Three weeks ago, this was not the same carefree kid that realized her educational journey was beginning. Instead, fear seemed to hit her out of the blue on a Thursday evening. I heard sobbing coming from her bedroom. I knew that these were not tears of pain, and I wondered what could possibly be the source of the tears.
“Mommy, what if no one likes me in Kindergarten?” she inquired when I snuggled in closely.
While my first reaction was to laugh at my social butterfly fearing friendship, I realized how serious her worry was at that moment. Apprehension quickly escalated the more she began to think about Kindergarten and all of its components. Her concerns included eating lunch in a cafeteria, riding on the bus, and meeting a new teacher. Of all of the worries I have had this summer and fears that I have attempted to face, these were hers and quite valid they were.
Her brother experienced these same troubles and overheard our conversation. He happily asked to join our conversation and assured Kelsey that everything would be just fine. He also shared some tips. My favorite piece of advice from the seven-year-old sage came when Kelsey noted that each new child would actually be a stranger on that first day. My son replied, “that is true Kels. If you are not sure about the kids on the first day, just say, ‘Hi! My name is Kelsey, maybe we can play tomorrow?’ Then watch them during the first day and decide if you’d like to play with them the next day.” Then my wise son shook his head and said, “On second thought, maybe you can just say, ‘would you like to be my friend?’ These will be the kids in your class all year long so you might as well just make friends the second you meet them.”
The two young scholars continued the discussion for almost thirty minutes with advice, worries, and tips to master the art of Kindergarten.

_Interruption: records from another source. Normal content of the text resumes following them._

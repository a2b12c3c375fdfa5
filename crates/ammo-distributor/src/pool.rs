//! Priority-ordered worker pool for inbound payloads.
//!
//! Tasks drain highest priority first and FIFO within a priority. When the
//! backlog is at capacity the submitting thread runs the task itself, which
//! slows the coordinator down instead of dropping inbound data.

use std::{
  cmp::Ordering,
  collections::BinaryHeap,
  sync::{Arc, Condvar, Mutex, MutexGuard, PoisonError},
  thread::{self, JoinHandle},
  time::Duration,
};

use ammo_codec::Codec;
use ammo_core::{
  policy::Encoding,
  request::{Detail, Request},
};
use bytes::Bytes;
use chrono::{TimeDelta, Utc};

use crate::{
  Result,
  coordinator::DistributorHandle,
  request::AppRequest,
  stats::DistributorStats,
  tuple_store::TupleStore,
};

/// How long a relayed post stays eligible for delivery.
const RELAY_LIFESPAN_MS: i64 = 1000;

#[derive(Debug, Clone, PartialEq)]
pub enum Task {
  /// Decode a payload and insert it under `provider`.
  ToStore { provider: String, topic: String, encoding: Encoding, payload: Bytes },
  /// Decode a payload and post it onward, skipping the channel it came from.
  ToReroute { topic: String, encoding: Encoding, payload: Bytes, arrived_on: String },
}

/// Where a task is running.
#[derive(Debug, Clone, Copy, PartialEq, Eq)]
pub enum Runner {
  Worker,
  /// The submitting thread, because the backlog was full.
  Caller,
}

/// Executes tasks, on a worker or on the submitting thread.
pub trait TaskHandler: Send + Sync {
  fn handle(&self, priority: i32, task: Task, runner: Runner);
}

// ─── Queue ───────────────────────────────────────────────────────────────────

struct Queued {
  priority: i32,
  seq:      u64,
  task:     Task,
}

impl Ord for Queued {
  fn cmp(&self, other: &Self) -> Ordering {
    self.priority.cmp(&other.priority).then_with(|| other.seq.cmp(&self.seq))
  }
}

impl PartialOrd for Queued {
  fn partial_cmp(&self, other: &Self) -> Option<Ordering> { Some(self.cmp(other)) }
}

impl PartialEq for Queued {
  fn eq(&self, other: &Self) -> bool { self.cmp(other) == Ordering::Equal }
}

impl Eq for Queued {}

/// Max-heap on `(priority, -arrival)`.
#[derive(Default)]
pub(crate) struct TaskQueue {
  heap:     BinaryHeap<Queued>,
  next_seq: u64,
}

impl TaskQueue {
  pub(crate) fn push(&mut self, priority: i32, task: Task) {
    let seq = self.next_seq;
    self.next_seq += 1;
    self.heap.push(Queued { priority, seq, task });
  }

  pub(crate) fn pop(&mut self) -> Option<(i32, Task)> {
    self.heap.pop().map(|q| (q.priority, q.task))
  }

  pub(crate) fn len(&self) -> usize { self.heap.len() }
}

// ─── Pool ────────────────────────────────────────────────────────────────────

struct Shared {
  state:    Mutex<PoolState>,
  ready:    Condvar,
  capacity: usize,
  handler:  Arc<dyn TaskHandler>,
  stats:    Arc<DistributorStats>,
}

#[derive(Default)]
struct PoolState {
  queue:    TaskQueue,
  shutdown: bool,
}

impl Shared {
  fn lock(&self) -> MutexGuard<'_, PoolState> {
    self.state.lock().unwrap_or_else(PoisonError::into_inner)
  }
}

pub struct DeserializerPool {
  shared:  Arc<Shared>,
  workers: Vec<JoinHandle<()>>,
}

impl DeserializerPool {
  pub fn new(
    size: usize,
    capacity: usize,
    handler: Arc<dyn TaskHandler>,
    stats: Arc<DistributorStats>,
  ) -> Result<Self> {
    let shared = Arc::new(Shared {
      state: Mutex::new(PoolState::default()),
      ready: Condvar::new(),
      capacity: capacity.max(1),
      handler,
      stats,
    });

    let workers = (0..size)
      .map(|i| {
        let shared = Arc::clone(&shared);
        thread::Builder::new()
          .name(format!("ammo-deserializer-{i}"))
          .spawn(move || work(&shared))
      })
      .collect::<std::io::Result<Vec<_>>>()?;

    tracing::debug!(size, capacity, "deserializer pool started");
    Ok(Self { shared, workers })
  }

  pub fn submit(&self, priority: i32, task: Task) {
    let mut state = self.shared.lock();
    if state.shutdown || state.queue.len() >= self.shared.capacity {
      drop(state);
      self.shared.stats.caller_ran();
      tracing::debug!(priority, "deserializer pool saturated, running on caller");
      self.shared.handler.handle(priority, task, Runner::Caller);
      return;
    }
    state.queue.push(priority, task);
    drop(state);
    self.shared.ready.notify_one();
  }

  pub fn backlog(&self) -> usize { self.shared.lock().queue.len() }

  /// Let workers finish the backlog, then join them.
  pub fn shutdown(&mut self) {
    self.shared.lock().shutdown = true;
    self.shared.ready.notify_all();
    for worker in self.workers.drain(..) {
      if worker.join().is_err() {
        tracing::error!("deserializer worker panicked");
      }
    }
  }
}

impl Drop for DeserializerPool {
  fn drop(&mut self) { self.shutdown(); }
}

fn work(shared: &Shared) {
  loop {
    let next = {
      let mut state = shared.lock();
      loop {
        if let Some(item) = state.queue.pop() {
          break Some(item);
        }
        if state.shutdown {
          break None;
        }
        state = shared.ready.wait(state).unwrap_or_else(PoisonError::into_inner);
      }
    };
    match next {
      Some((priority, task)) => shared.handler.handle(priority, task, Runner::Worker),
      None => return,
    }
  }
}

// ─── TupleWriter ─────────────────────────────────────────────────────────────

/// The production handler: writes into the tuple store and feeds relayed
/// posts back to the coordinator. Never touches the ledger.
pub struct TupleWriter {
  tuples: Arc<dyn TupleStore>,
  codec:  Codec,
  handle: DistributorHandle,
  stats:  Arc<DistributorStats>,
}

impl TupleWriter {
  pub fn new(
    tuples: Arc<dyn TupleStore>,
    codec: Codec,
    handle: DistributorHandle,
    stats: Arc<DistributorStats>,
  ) -> Self {
    Self { tuples, codec, handle, stats }
  }

  fn store(&self, provider: &str, topic: &str, encoding: &Encoding, payload: &[u8]) -> Result<()> {
    let schema = self.tuples.fields_for(topic)?;
    let (tuple, _) = self.codec.deserialize(payload, encoding, &schema)?;
    let row = self.tuples.insert(provider, tuple)?;
    self.stats.deserialized();
    tracing::info!(provider, topic, %row, "inserted received tuple");
    Ok(())
  }

  fn reroute(
    &self,
    priority: i32,
    topic: &str,
    encoding: &Encoding,
    payload: &[u8],
    arrived_on: String,
    runner: Runner,
  ) -> Result<()> {
    let schema = self.tuples.fields_for(topic)?;
    let (tuple, _) = self.codec.deserialize(payload, encoding, &schema)?;
    let content = self.codec.serialize(&tuple, &Encoding::Json, &schema)?;

    let mut request = Request::new(Detail::Postal, topic, "");
    request.provider = format!("relay:{}", request.uuid);
    request.payload = Some(content);
    request.priority = priority;
    request.expiration = Utc::now() + TimeDelta::milliseconds(RELAY_LIFESPAN_MS);

    tracing::debug!(topic, %arrived_on, "relaying received tuple");
    let relay = AppRequest::Relay { request, arrived_on };
    match runner {
      Runner::Worker => self.handle.submit(relay),
      // on the coordinator thread, which is the only consumer of its own queue
      Runner::Caller => self.handle.submit_within(relay, Duration::ZERO),
    }
  }
}

impl TaskHandler for TupleWriter {
  fn handle(&self, priority: i32, task: Task, runner: Runner) {
    let result = match task {
      Task::ToStore { provider, topic, encoding, payload } => {
        self.store(&provider, &topic, &encoding, &payload)
      }
      Task::ToReroute { topic, encoding, payload, arrived_on } => {
        self.reroute(priority, &topic, &encoding, &payload, arrived_on, runner)
      }
    };
    if let Err(e) = result {
      tracing::error!(error = %e, "deserialization task failed");
    }
  }
}

#[cfg(test)]
mod tests {
  use std::time::Instant;

  use super::*;

  fn task(n: u8) -> Task {
    Task::ToStore {
      provider: format!("p{n}"),
      topic:    "t".into(),
      encoding: Encoding::Json,
      payload:  Bytes::new(),
    }
  }

  fn provider(task: &Task) -> String {
    match task {
      Task::ToStore { provider, .. } => provider.clone(),
      Task::ToReroute { arrived_on, .. } => arrived_on.clone(),
    }
  }

  #[derive(Default)]
  struct Recorder {
    seen: Mutex<Vec<(i32, String, String)>>,
  }

  impl TaskHandler for Recorder {
    fn handle(&self, priority: i32, task: Task, runner: Runner) {
      let thread = match runner {
        Runner::Worker => thread::current().name().unwrap_or_default().to_owned(),
        Runner::Caller => "caller".to_owned(),
      };
      self.seen.lock().unwrap().push((priority, provider(&task), thread));
    }
  }

  #[test]
  fn drains_by_priority_then_arrival() {
    let mut queue = TaskQueue::default();
    for (i, p) in [5, 1, 5, 3].into_iter().enumerate() {
      queue.push(p, task(i as u8));
    }

    let order: Vec<_> = std::iter::from_fn(|| queue.pop()).map(|(_, t)| provider(&t)).collect();
    assert_eq!(order, ["p0", "p2", "p3", "p1"]);
  }

  #[test]
  fn saturated_pool_runs_on_the_caller() {
    let recorder = Arc::new(Recorder::default());
    let stats = Arc::new(DistributorStats::default());
    // no workers: the backlog never drains
    let pool = DeserializerPool::new(0, 1, recorder.clone(), stats.clone()).unwrap();

    pool.submit(1, task(0));
    pool.submit(1, task(1));

    assert_eq!(pool.backlog(), 1);
    let seen = recorder.seen.lock().unwrap().clone();
    assert_eq!(seen.len(), 1);
    assert_eq!(seen[0].1, "p1");
    assert_eq!(seen[0].2, "caller");
    assert_eq!(stats.snapshot().caller_runs, 1);
  }

  #[test]
  fn workers_drain_the_backlog() {
    let recorder = Arc::new(Recorder::default());
    let stats = Arc::new(DistributorStats::default());
    let mut pool = DeserializerPool::new(2, 16, recorder.clone(), stats).unwrap();

    for i in 0..8 {
      pool.submit(i, task(i as u8));
    }

    let deadline = Instant::now() + Duration::from_secs(5);
    while recorder.seen.lock().unwrap().len() < 8 && Instant::now() < deadline {
      thread::sleep(Duration::from_millis(5));
    }
    pool.shutdown();

    let seen = recorder.seen.lock().unwrap();
    assert_eq!(seen.len(), 8);
    assert!(seen.iter().all(|(_, _, thread)| thread.starts_with("ammo-deserializer-")));
  }
}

Kelsey’s trepidation followed by complete comfort in her brother’s words forced me to marvel at the thought of childhood and its innocence. The fears she had were quite legitimate, and the only ones I wish she ever had.
When the bus halted, I watched her linger and carefully observe the bigger kids. She was not entirely sure what to do at first. Then, she looked back, gave a wee wave and bounced on the bus full of hope and excitement. The educational journey of my daughter had officially begun.

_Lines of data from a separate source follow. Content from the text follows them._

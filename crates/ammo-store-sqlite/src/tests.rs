//! Integration tests for `DistributorStore` against an in-memory database.

use ammo_core::{
  channel::ChannelState,
  dispersal::Dispersal,
  disposal::{DisposalState, DisposalTotalState},
  notice::{Notice, Via},
  request::{Continuity, Detail, Request, RequestType, RetrievalQuery, priority},
};
use chrono::{TimeDelta, Utc};

use crate::{CORRUPTED_NAME, DistributorStore};

fn store() -> DistributorStore {
  DistributorStore::open_in_memory().expect("in-memory store")
}

fn postal(topic: &str, provider: &str) -> Request {
  Request::new(Detail::Postal, topic, provider)
}

fn subscribe(topic: &str) -> Request {
  Request::new(Detail::Subscribe { selection: Some("x > 1".into()) }, topic, "content://sub")
}

fn dispersal(channels: &[(&str, DisposalState)]) -> Dispersal {
  Dispersal::new(None).restore(channels.iter().copied())
}

// ─── Upsert ──────────────────────────────────────────────────────────────────

#[test]
fn upsert_and_get_round_trip() {
  let s = store();
  let mut req = postal("ammo/gps", "content://gps/1");
  req.payload = Some(vec![1, 2, 3]);
  req.auid = Some("app-7".into());
  req.channel_filter = Some("gw".into());
  req.notice = Notice { at_send: Via::LOG, ..Notice::default() };
  req.expiration = Utc::now() + TimeDelta::hours(1);

  let id = s.upsert(&req, &dispersal(&[("gw", DisposalState::Pending)])).unwrap();
  let back = s.get(RequestType::Postal, id).unwrap().unwrap();

  assert_eq!(back.id, Some(id));
  assert_eq!(back.uuid, req.uuid);
  assert_eq!(back.payload, req.payload);
  assert_eq!(back.auid, req.auid);
  assert_eq!(back.channel_filter.as_deref(), Some("gw"));
  assert_eq!(back.notice, req.notice);
  assert_eq!(back.expiration.timestamp_millis(), req.expiration.timestamp_millis());
  assert_eq!(back.disposition, DisposalTotalState::New);

  let by_uuid = s.get_by_uuid(RequestType::Postal, req.uuid).unwrap().unwrap();
  assert_eq!(by_uuid.id, Some(id));
}

#[test]
fn upsert_is_idempotent_on_natural_key() {
  let s = store();
  let channels = dispersal(&[("ch1", DisposalState::Pending), ("ch2", DisposalState::Pending)]);

  let mut first = postal("ammo/msg", "content://msg/1");
  first.payload = Some(b"first".to_vec());
  let id1 = s.upsert(&first, &channels).unwrap();

  let mut second = postal("ammo/msg", "content://msg/1");
  second.payload = Some(b"second".to_vec());
  let id2 = s.upsert(&second, &channels).unwrap();

  assert_eq!(id1, id2);
  let rows = s.list(RequestType::Postal).unwrap();
  assert_eq!(rows.len(), 1);
  assert_eq!(rows[0].payload.as_deref(), Some(&b"second"[..]));
  assert_eq!(s.disposals(RequestType::Postal, id1).unwrap().len(), 2);
}

#[test]
fn retrieval_key_includes_uuid() {
  let s = store();
  let query = RetrievalQuery {
    projection: Some("a,b".into()),
    selection:  Some("a = ?".into()),
    args:       Some("1".into()),
    ordering:   Some("a DESC".into()),
    limit:      Some(20),
    continuity: Continuity::Temporal(60),
  };
  let a = Request::new(Detail::Retrieval(query.clone()), "ammo/pull", "content://p");
  let b = Request::new(Detail::Retrieval(query.clone()), "ammo/pull", "content://p");

  let empty = Dispersal::new(None);
  let id_a = s.upsert(&a, &empty).unwrap();
  let id_b = s.upsert(&b, &empty).unwrap();
  assert_ne!(id_a, id_b);

  let back = s.get(RequestType::Retrieval, id_a).unwrap().unwrap();
  assert_eq!(back.detail, Detail::Retrieval(query));
}

// ─── Ready query ─────────────────────────────────────────────────────────────

#[test]
fn ready_requires_an_active_channel() {
  let s = store();
  let id = s.upsert(&postal("t", "p"), &dispersal(&[("gw", DisposalState::Pending)])).unwrap();

  assert!(s.query_ready(RequestType::Postal).unwrap().is_empty());

  s.upsert_channel("gw", ChannelState::Inactive).unwrap();
  assert!(s.query_ready(RequestType::Postal).unwrap().is_empty());

  s.upsert_channel("gw", ChannelState::Active).unwrap();
  let ready = s.query_ready(RequestType::Postal).unwrap();
  assert_eq!(ready.len(), 1);
  assert_eq!(ready[0].id, Some(id));

  s.upsert_disposal(RequestType::Postal, id, "gw", DisposalState::Sent).unwrap();
  assert!(s.query_ready(RequestType::Postal).unwrap().is_empty());
}

#[test]
fn ready_is_ordered_by_priority_then_age() {
  let s = store();
  s.upsert_channel("gw", ChannelState::Active).unwrap();
  let pending = dispersal(&[("gw", DisposalState::Busy)]);

  let mut ids = Vec::new();
  for (provider, p) in [("a", priority::NORMAL), ("b", priority::URGENT), ("c", priority::NORMAL)] {
    let mut req = postal("t", provider);
    req.priority = p;
    ids.push(s.upsert(&req, &pending).unwrap());
  }

  let order: Vec<_> = s
    .query_ready(RequestType::Postal)
    .unwrap()
    .into_iter()
    .map(|r| r.id.unwrap())
    .collect();
  assert_eq!(order, vec![ids[1], ids[0], ids[2]]);
}

#[test]
fn told_is_outstanding_only_for_postal() {
  let s = store();
  s.upsert_channel("gw", ChannelState::Active).unwrap();
  let told = dispersal(&[("gw", DisposalState::Told)]);

  s.upsert(&postal("t", "p"), &told).unwrap();
  s.upsert(&subscribe("t"), &told).unwrap();

  assert_eq!(s.query_ready(RequestType::Postal).unwrap().len(), 1);
  assert!(s.query_ready(RequestType::Subscribe).unwrap().is_empty());
}

#[test]
fn complete_requests_wait_only_on_told_rows() {
  let s = store();
  s.upsert_channel("gw", ChannelState::Active).unwrap();
  s.upsert_channel("mc", ChannelState::Active).unwrap();

  let mut done = postal("t", "left-over");
  done.disposition = DisposalTotalState::Complete;
  s.upsert(&done, &dispersal(&[("gw", DisposalState::Sent), ("mc", DisposalState::Pending)]))
    .unwrap();
  assert!(s.query_ready(RequestType::Postal).unwrap().is_empty());

  let mut told = postal("t", "unconfirmed");
  told.disposition = DisposalTotalState::Complete;
  let id = s.upsert(&told, &dispersal(&[("gw", DisposalState::Told)])).unwrap();
  let ready = s.query_ready(RequestType::Postal).unwrap();
  assert_eq!(ready.len(), 1);
  assert_eq!(ready[0].id, Some(id));
}

// ─── Channel resets ──────────────────────────────────────────────────────────

#[test]
fn deactivate_resets_only_subscriptions() {
  let s = store();
  let sent = dispersal(&[("ch1", DisposalState::Sent), ("ch2", DisposalState::Sent)]);

  let post = s.upsert(&postal("t", "p"), &sent).unwrap();
  let pull = s
    .upsert(&Request::new(Detail::Retrieval(RetrievalQuery::default()), "t", "p"), &sent)
    .unwrap();
  let sub = s.upsert(&subscribe("t"), &sent).unwrap();
  let bad = s
    .upsert(&subscribe("u"), &dispersal(&[("ch1", DisposalState::Bad)]))
    .unwrap();

  assert_eq!(s.deactivate_by_channel("ch1").unwrap(), 1);

  let state = |t, id, ch: &str| {
    s.disposals(t, id)
      .unwrap()
      .into_iter()
      .find(|(c, _)| c == ch)
      .map(|(_, st)| st)
      .unwrap()
  };
  assert_eq!(state(RequestType::Subscribe, sub, "ch1"), DisposalState::Pending);
  assert_eq!(state(RequestType::Subscribe, sub, "ch2"), DisposalState::Sent);
  assert_eq!(state(RequestType::Postal, post, "ch1"), DisposalState::Sent);
  assert_eq!(state(RequestType::Retrieval, pull, "ch1"), DisposalState::Sent);
  assert_eq!(state(RequestType::Subscribe, bad, "ch1"), DisposalState::Bad);
}

#[test]
fn repair_resets_bad_rows_on_one_channel() {
  let s = store();
  let id = s
    .upsert(
      &postal("t", "p"),
      &dispersal(&[("ch1", DisposalState::Bad), ("ch2", DisposalState::Bad)]),
    )
    .unwrap();

  assert_eq!(s.repair_by_channel("ch1").unwrap(), 1);
  assert_eq!(
    s.disposals(RequestType::Postal, id).unwrap(),
    vec![("ch1".to_owned(), DisposalState::Pending), ("ch2".to_owned(), DisposalState::Bad)]
  );
}

#[test]
fn channel_resets_reopen_finished_requests() {
  let s = store();
  s.upsert_channel("ch1", ChannelState::Active).unwrap();

  let mut sub = subscribe("t");
  sub.disposition = DisposalTotalState::Complete;
  let sub = s.upsert(&sub, &dispersal(&[("ch1", DisposalState::Sent)])).unwrap();
  let mut post = postal("t", "p");
  post.disposition = DisposalTotalState::Failed;
  let post = s
    .upsert(&post, &dispersal(&[("ch1", DisposalState::Bad), ("ch2", DisposalState::Sent)]))
    .unwrap();
  let mut other = postal("t", "elsewhere");
  other.disposition = DisposalTotalState::Complete;
  let other = s.upsert(&other, &dispersal(&[("ch2", DisposalState::Bad)])).unwrap();

  let disposition = |t, id| s.get(t, id).unwrap().unwrap().disposition;

  s.deactivate_by_channel("ch1").unwrap();
  assert_eq!(disposition(RequestType::Subscribe, sub), DisposalTotalState::Distribute);
  assert_eq!(disposition(RequestType::Postal, post), DisposalTotalState::Failed);
  assert_eq!(s.query_ready(RequestType::Subscribe).unwrap().len(), 1);

  s.repair_by_channel("ch1").unwrap();
  assert_eq!(disposition(RequestType::Postal, post), DisposalTotalState::Distribute);
  assert_eq!(disposition(RequestType::Postal, other), DisposalTotalState::Complete);
  assert_eq!(s.query_ready(RequestType::Postal).unwrap().len(), 1);
}

// ─── Deletion ────────────────────────────────────────────────────────────────

#[test]
fn garbage_collect_removes_expired_requests_and_orphans() {
  let s = store();
  let now = Utc::now();
  let channels = dispersal(&[("gw", DisposalState::Pending)]);

  let mut expired = postal("t", "old");
  expired.expiration = now - TimeDelta::minutes(1);
  let old_id = s.upsert(&expired, &channels).unwrap();

  let live_id = s.upsert(&postal("t", "new"), &channels).unwrap();

  // a disposal whose parent never existed
  s.upsert_disposal(RequestType::Retrieval, 999, "gw", DisposalState::Pending).unwrap();

  let report = s.garbage_collect(now).unwrap();
  assert_eq!(report.requests, 1);
  assert_eq!(report.disposals, 1);

  assert!(s.get(RequestType::Postal, old_id).unwrap().is_none());
  assert!(s.disposals(RequestType::Postal, old_id).unwrap().is_empty());
  assert!(s.disposals(RequestType::Retrieval, 999).unwrap().is_empty());
  assert_eq!(s.disposals(RequestType::Postal, live_id).unwrap().len(), 1);
}

#[test]
fn cancel_cascades_to_disposals() {
  let s = store();
  let id = s.upsert(&subscribe("ammo/chat"), &dispersal(&[("gw", DisposalState::Sent)])).unwrap();

  assert_eq!(s.cancel(RequestType::Subscribe, "content://sub", "ammo/chat").unwrap(), 1);
  assert!(s.get(RequestType::Subscribe, id).unwrap().is_none());
  assert!(s.disposals(RequestType::Subscribe, id).unwrap().is_empty());
  assert_eq!(s.cancel(RequestType::Subscribe, "content://sub", "ammo/chat").unwrap(), 0);
}

#[test]
fn purge_clears_one_table() {
  let s = store();
  let channels = dispersal(&[("gw", DisposalState::Pending)]);
  s.upsert(&subscribe("a"), &channels).unwrap();
  s.upsert(&subscribe("b"), &channels).unwrap();
  let post = s.upsert(&postal("a", "p"), &channels).unwrap();

  assert_eq!(s.purge(RequestType::Subscribe).unwrap(), 2);
  assert!(s.list(RequestType::Subscribe).unwrap().is_empty());
  assert_eq!(s.disposals(RequestType::Postal, post).unwrap().len(), 1);
}

// ─── Write-back ──────────────────────────────────────────────────────────────

#[test]
fn update_by_key_writes_aggregate() {
  let s = store();
  let id = s.upsert(&postal("t", "p"), &dispersal(&[("gw", DisposalState::Pending)])).unwrap();

  let outcome = dispersal(&[("gw", DisposalState::Busy), ("mc", DisposalState::Sent)]);
  assert_eq!(
    s.update_by_key(RequestType::Postal, id, &outcome).unwrap(),
    DisposalTotalState::Incomplete
  );
  let back = s.get(RequestType::Postal, id).unwrap().unwrap();
  assert_eq!(back.disposition, DisposalTotalState::Incomplete);
  assert_eq!(s.disposals(RequestType::Postal, id).unwrap().len(), 2);

  assert!(s.update_by_key(RequestType::Postal, id + 1, &outcome).is_err());
}

#[test]
fn subscribe_lookup_by_topic_returns_newest() {
  let s = store();
  let empty = Dispersal::new(None);
  s.upsert(&subscribe("ammo/chat"), &empty).unwrap();
  let mut newer = subscribe("ammo/chat");
  newer.provider = "content://other".into();
  let newer_id = s.upsert(&newer, &empty).unwrap();

  let found = s.get_subscribe_by_topic("ammo/chat").unwrap().unwrap();
  assert_eq!(found.id, Some(newer_id));
  assert_eq!(found.selection(), Some("x > 1"));
  assert!(s.get_subscribe_by_topic("ammo/none").unwrap().is_none());
}

// ─── Channels & stats ────────────────────────────────────────────────────────

#[test]
fn channel_records_upsert() {
  let s = store();
  s.upsert_channel("gw", ChannelState::Active).unwrap();
  s.upsert_channel("mc", ChannelState::Busy).unwrap();
  s.upsert_channel("gw", ChannelState::Inactive).unwrap();

  let channels = s.channels().unwrap();
  assert_eq!(channels.len(), 2);
  assert_eq!(s.channel_state("gw").unwrap(), Some(ChannelState::Inactive));
  assert_eq!(s.channel_state("nope").unwrap(), None);
}

#[test]
fn stats_count_rows() {
  let s = store();
  s.upsert(&postal("t", "p"), &dispersal(&[("gw", DisposalState::Sent)])).unwrap();
  s.upsert(&subscribe("t"), &dispersal(&[("gw", DisposalState::Pending)])).unwrap();
  s.upsert_channel("gw", ChannelState::Active).unwrap();

  let stats = s.stats().unwrap();
  assert!(stats.requests.contains(&(RequestType::Postal, 1)));
  assert!(stats.requests.contains(&(RequestType::Retrieval, 0)));
  assert!(stats.disposals.contains(&(DisposalState::Sent, 1)));
  assert_eq!(stats.channels, 1);
}

// ─── Recovery ────────────────────────────────────────────────────────────────

#[test]
fn corrupt_ledger_is_archived_and_recreated() {
  let dir = tempfile::tempdir().unwrap();
  let path = dir.path().join("distributor.db");
  std::fs::write(&path, vec![0xAB; 4096]).unwrap();

  assert!(DistributorStore::open(&path).unwrap_err().is_corruption());

  let s = DistributorStore::open_or_recover(&path).unwrap();
  assert!(dir.path().join(CORRUPTED_NAME).exists());
  s.upsert(&postal("t", "p"), &Dispersal::new(None)).unwrap();
  assert_eq!(s.list(RequestType::Postal).unwrap().len(), 1);
}

#[test]
fn ledger_survives_reopen() {
  let dir = tempfile::tempdir().unwrap();
  let path = dir.path().join("distributor.db");

  let id = {
    let s = DistributorStore::open(&path).unwrap();
    s.upsert(&postal("t", "p"), &dispersal(&[("gw", DisposalState::Pending)])).unwrap()
  };

  let s = DistributorStore::open_or_recover(&path).unwrap();
  assert!(s.get(RequestType::Postal, id).unwrap().is_some());
  assert!(!dir.path().join(CORRUPTED_NAME).exists());
}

Later on that evening, Kelsey wanted her big brother to know that she took his advice. “Today, I saw a girl with her head down. Maybe she was sad or scared. I didn’t even know her name but I said, ‘Hi, I’m Kelsey. Do you want to be my friend? Guess what, she did!” Beaming with excitement over friendship and her brother’s wisdom, I could not help but smile and get a little bit teary eyed.
The tiny tears that made it difficult to finish cooking dinner represented joy, pride, and part of the notion that I must be doing something right. I guess tonight was a milestone for me as a mother, too.
To my Kindergarten girl and second grade star, I hope that you always remember:
“You’re off to Great Places!
Today is your day!
Your mountain is waiting,
So… get on your way!”
― Dr. Seuss, Oh, The Places You’ll Go!